THE TASK — Only the line with "if classes == 0 &&" and the lines after it, to the end of the data, should appear in the answer, each reproduced exactly.

DATASET EXCERPTS —
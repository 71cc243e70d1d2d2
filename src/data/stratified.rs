// ============================================================
// Layer 4 — Stratified (Class-Balanced) Subset Selector
// ============================================================
// Builds a fixed-size subset with (almost) the same number of
// samples from every class.
//
// Per-class quota for `total` samples over `classes` classes:
//
//   base  = total / classes
//   extra = total % classes
//   quota[c] = base + 1   if c < extra
//              base       otherwise
//
// Example: total = 30000, classes = 9
//   base = 3333, extra = 3
//   quotas = [3334, 3334, 3334, 3333, 3333, 3333, 3333, 3333, 3333]
//   sum    = 30000
//
// Selection steps:
//   1. Group sample ids by label
//   2. For c = 0, 1, ... draw quota[c] ids without replacement
//      (ascending class order, each draw consuming the shared rng)
//   3. Concatenate, then shuffle the whole subset once
//
// A class with fewer samples than its quota is an error; we
// never silently hand back a smaller subset.

use std::collections::BTreeMap;

use rand::seq::SliceRandom;
use rand::Rng;

use crate::domain::{error::IndexError, split::DatasetSplit, traits::LabelSource};

/// Sample ids grouped by class label, in original order
pub type ClassGroups = BTreeMap<usize, Vec<usize>>;

/// Ask `source` for every label in `split` and group ids by class.
pub fn group_by_class(
    source: &dyn LabelSource,
    split:  DatasetSplit,
) -> Result<ClassGroups, IndexError> {
    let count = source.sample_count(split)?;
    let mut groups = ClassGroups::new();

    for index in 0..count {
        let label = source.label_of(split, index)?;
        groups.entry(label).or_default().push(index);
    }

    tracing::debug!(
        "Grouped {} {} samples into {} classes",
        count,
        source.name(),
        groups.len()
    );
    Ok(groups)
}

/// Quota per class; always sums to `total` when `classes > 0`.
pub fn per_class_targets(total: usize, classes: usize) -> Vec<usize> {
    if classes == 0 {
        return Vec::new();
    }
    let base  = total / classes;
    let extra = total % classes;
    (0..classes)
        .map(|c| if c < extra { base + 1 } else { base })
        .collect()
}

/// Draw a balanced subset of `total` ids from classes `0..classes`.
///
/// Labels outside `0..classes` are never drawn from.
pub fn select_balanced<R: Rng + ?Sized>(
    groups:  &ClassGroups,
    total:   usize,
    classes: usize,
    rng:     &mut R,
) -> Result<Vec<usize>, IndexError> {
    // Zero classes can only ever yield an empty subset
    if classes == 0 && total > 0 {
        return Err(IndexError::NoClasses { requested: total });
    }

    let ignored = groups.range(classes..).map(|(_, ids)| ids.len()).sum::<usize>();
    if ignored > 0 {
        tracing::warn!("{} samples carry labels outside 0..{} and are ignored", ignored, classes);
    }

    let mut selected = Vec::with_capacity(total);

    for (class, target) in per_class_targets(total, classes).into_iter().enumerate() {
        let pool = groups.get(&class).map(Vec::as_slice).unwrap_or(&[]);

        if pool.len() < target {
            return Err(IndexError::InsufficientSamples {
                class,
                requested: target,
                available: pool.len(),
            });
        }

        selected.extend(pool.choose_multiple(rng, target).copied());
        tracing::debug!("Class {}: drew {} of {}", class, target, pool.len());
    }

    selected.shuffle(rng);
    Ok(selected)
}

OUTPUT FOR THIS TASK —
    if classes == 0 && total > 0 {
        return Err(IndexError::NoClasses { requested: total });
    }

    let ignored = groups.range(classes..).map(|(_, ids)| ids.len()).sum::<usize>();
    if ignored > 0 {
        tracing::warn!("{} samples carry labels outside 0..{} and are ignored", ignored, classes);
    }

    let mut selected = Vec::with_capacity(total);

    for (class, target) in per_class_targets(total, classes).into_iter().enumerate() {
        let pool = groups.get(&class).map(Vec::as_slice).unwrap_or(&[]);

        if pool.len() < target {
            return Err(IndexError::InsufficientSamples {
                class,
                requested: target,
                available: pool.len(),
            });
        }

        selected.extend(pool.choose_multiple(rng, target).copied());
        tracing::debug!("Class {}: drew {} of {}", class, target, pool.len());
    }

    selected.shuffle(rng);
    Ok(selected)
}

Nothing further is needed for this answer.